Третий покаянно кивнул.
- Тогда я дам тебе наказание… Позже… Сейчас этот… Предатель…
Дед выдохнул. Он чувствовал облегчение. Точка. После всего, сопричастником чему его сделали, так будет проще всего. Сознание, разум никогда не переживут этого. Накатит безумие. Оно уже шумит где-то вдали, как цунами. Смерть бывает картинкой и огнём. Бывает кулаком, сжимающим сердце. Он видел смерти, о которых не мог даже крикнуть в небо, богу или дождю. Такое огромное, такое безграничное отчаяние нести — невозможно. Старший с ножом — острым, блестящим, быстрым — не в пример второму палачу — переймёт ношу. Дед закрыл глаза.
- Назад! — Внятно и спокойно выговорил где-то за спиной дознаватель в элегантном костюме. — Всем отойти назад. Эта казнь отменяется.
- Что ты сказал? Повтори! — Старший почти рычал. Дед открыл глаза и увидел, как дознаватель повелительным жестом показывает, чтобы бойцы в камуфляже отошли от пленника.
- Я сказал: не сегодня. — Ценитель одеколона протягивал старшему какую-то бумагу. — Мы меняем его — на нескольких наших и перемирие.
- Мне плевать. Я не стану читать! — Нож коснулся горла Деда. — Из-за этой собаки погибли мои люди!
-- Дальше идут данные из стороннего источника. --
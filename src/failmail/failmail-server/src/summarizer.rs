/*
 * Failmail SMTP buffering relay
 * Copyright (C) 2022 the Failmail developers
 *
 * This program is free software: you can redistribute it and/or modify it under
 * the terms of the GNU General Public License as published by the Free Software
 * Foundation, either version 3 of the License, or any later version.
 *
 * This program is distributed in the hope that it will be useful, but WITHOUT
 * ANY WARRANTY; without even the implied warranty of MERCHANTABILITY or FITNESS
 * FOR A PARTICULAR PURPOSE.  See the GNU General Public License for more details.
 *
 * You should have received a copy of the GNU General Public License along with
 * this program. If not, see https://www.gnu.org/licenses/.
 *
*/
use crate::{
    channel_message::SendRequest, render::SummaryRenderer, signals::TerminationRequest,
};
use failmail_common::{normalize_address, summarize, KeyExpr};
use failmail_store::{MessageStore, StoredMessage};

/// One batch bucket: `(batch key, normalized recipient)`.
#[derive(Debug, Clone, PartialEq, Eq, Hash)]
pub struct RecipientKey {
    /// Result of the batch expression over the message headers.
    pub key: String,
    /// Normalized recipient address.
    pub recipient: String,
}

#[derive(Debug)]
struct Batch {
    first: std::time::SystemTime,
    last: std::time::SystemTime,
    messages: Vec<StoredMessage>,
}

/// The time-windowed grouping engine.
///
/// Folds stored messages into per-recipient batches and flushes a batch as
/// one digest when it has been idle for `soft_limit` or alive for
/// `hard_limit`. Current time is always passed in, so tests drive the
/// clock.
pub struct MessageBuffer {
    soft_limit: std::time::Duration,
    hard_limit: std::time::Duration,
    batch: KeyExpr,
    group: KeyExpr,
    from: String,
    renderer: SummaryRenderer,
    store: std::sync::Arc<dyn MessageStore>,
    batches: std::collections::HashMap<RecipientKey, Batch>,
    /// Newest receive time already folded; the store is only asked for
    /// strictly newer messages.
    cursor: std::time::SystemTime,
}

impl MessageBuffer {
    ///
    #[allow(clippy::too_many_arguments)]
    pub fn new(
        soft_limit: std::time::Duration,
        hard_limit: std::time::Duration,
        batch: KeyExpr,
        group: KeyExpr,
        from: String,
        renderer: SummaryRenderer,
        store: std::sync::Arc<dyn MessageStore>,
    ) -> Self {
        Self {
            soft_limit,
            hard_limit,
            batch,
            group,
            from,
            renderer,
            store,
            batches: std::collections::HashMap::new(),
            cursor: std::time::SystemTime::UNIX_EPOCH,
        }
    }

    /// Pull messages the store received since the last poll and fold them
    /// into the batch state, in receive-time order. Returns how many new
    /// messages were folded.
    pub async fn poll(&mut self) -> usize {
        let (messages, errors) = self.store.messages_newer_than(self.cursor).await;
        for error in errors {
            tracing::warn!(target: "summarizer", %error, "Skipping an unreadable message.");
        }

        let count = messages.len();
        for stored in messages {
            self.cursor = self.cursor.max(stored.received);
            self.fold(stored);
        }
        count
    }

    /// File one stored message into every batch bucket it belongs to (one
    /// per recipient).
    fn fold(&mut self, stored: StoredMessage) {
        let key = self.batch.eval(&stored.message.mail);
        for recipient in stored.message.batch_recipients() {
            let recipient_key = RecipientKey {
                key: key.clone(),
                recipient: normalize_address(recipient),
            };
            let batch = self
                .batches
                .entry(recipient_key)
                .or_insert_with(|| Batch {
                    first: stored.received,
                    last: stored.received,
                    messages: Vec::new(),
                });
            batch.first = batch.first.min(stored.received);
            batch.last = batch.last.max(stored.received);
            batch.messages.push(stored.clone());
        }
    }

    fn is_due(&self, batch: &Batch, now: std::time::SystemTime) -> bool {
        let since_first = now.duration_since(batch.first).unwrap_or_default();
        let since_last = now.duration_since(batch.last).unwrap_or_default();
        since_first >= self.hard_limit || since_last >= self.soft_limit
    }

    /// Flush every batch that is due at `now` (all of them, when forced):
    /// build the digest, hand it to the sender, await the acknowledgement,
    /// and only then delete the underlying messages. A batch whose send
    /// failed stays whole and is retried on a later flush.
    pub async fn flush(
        &mut self,
        now: std::time::SystemTime,
        force: bool,
        sending: &tokio::sync::mpsc::Sender<SendRequest>,
    ) -> usize {
        let due = self
            .batches
            .iter()
            .filter(|(_, batch)| force || self.is_due(batch, now))
            .map(|(key, _)| key.clone())
            .collect::<Vec<_>>();

        let mut flushed = 0;
        for key in due {
            let Some(batch) = self.batches.remove(&key) else {
                continue;
            };

            let summary = summarize(
                &self.group,
                &self.from,
                &key.recipient,
                batch.messages.iter().map(|m| m.message.clone()).collect(),
                time::OffsetDateTime::from(now),
            );
            let description = summary.subject.clone();
            let outgoing = self.renderer.render(summary);

            let (reply_tx, reply_rx) = tokio::sync::oneshot::channel();
            let request = SendRequest {
                message: outgoing,
                reply: reply_tx,
            };
            if sending.send(request).await.is_err() {
                // sender is gone; keep the batch, the messages are safe in
                // the store
                self.batches.insert(key, batch);
                return flushed;
            }

            match reply_rx.await {
                Ok(Ok(())) => {
                    tracing::info!(target: "summarizer", %description, "Summary sent.");
                    for message in &batch.messages {
                        if let Err(error) = self.store.remove(&message.id).await {
                            tracing::warn!(target: "summarizer", %error, "Could not remove a sent message.");
                        }
                    }
                    flushed += 1;
                }
                Ok(Err(error)) => {
                    tracing::warn!(target: "summarizer", %description, %error, "Summary not sent, batch retained.");
                    self.batches.insert(key, batch);
                }
                Err(_) => {
                    self.batches.insert(key, batch);
                    return flushed;
                }
            }
        }
        flushed
    }

    /// Number of batches currently buffered.
    #[must_use]
    pub fn active_batches(&self) -> usize {
        self.batches.len()
    }
}

/// The summarizer task: poll the store on the configured interval, flush
/// due batches, and on termination force one final flush before closing
/// the send channel.
pub async fn start(
    mut buffer: MessageBuffer,
    poll: std::time::Duration,
    sending: tokio::sync::mpsc::Sender<SendRequest>,
    mut termination: tokio::sync::broadcast::Receiver<TerminationRequest>,
) {
    let mut interval = tokio::time::interval(poll);
    interval.set_missed_tick_behavior(tokio::time::MissedTickBehavior::Skip);

    loop {
        tokio::select! {
            _ = interval.tick() => {
                buffer.poll().await;
                buffer.flush(std::time::SystemTime::now(), false, &sending).await;
            }
            _ = termination.recv() => break,
        }
    }

    tracing::info!(target: "summarizer", "Final flush before shutdown.");
    buffer.poll().await;
    buffer.flush(std::time::SystemTime::now(), true, &sending).await;
    // dropping the send channel stops the sender
    drop(sending);

    tracing::info!(target: "summarizer", "Done summarizing.");
}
- Прочтите! — Вкрадчиво предложил человек в костюме. — Так будет лучше для всех.
Дед услышал в бархатном голосе дознавателя то, что не умел или не хотел расслышать старший палач: угрозу. Из джипа выбрались трое мужчин, выправка и тёмно-синяя форма которых резко отличала их от старшего и его подчинённых. Невооружённым взглядом было видно, что первые — профессионалы войны, лишённые эмоций, а вторые — лишь оголтелые и озлобленные любители. Тёмно-синие демонстративно взяли на изготовку аккуратные израильские автоматы УЗИ. Наконец, человек с ножом начал понимать, что к чему. Он выхватил бумагу из рук ароматного. Долго вчитывался, не опуская лезвия, пока дознаватель не приблизился к Деду и не отвёл нож старшего мягким движением руки. Тот отошёл на шаг. Стянул маску. Под ней обнаружилось заросшее щетиной лицо, с впалыми щеками и глазами настолько красными, что, казалось, человек не спал неделю кряду.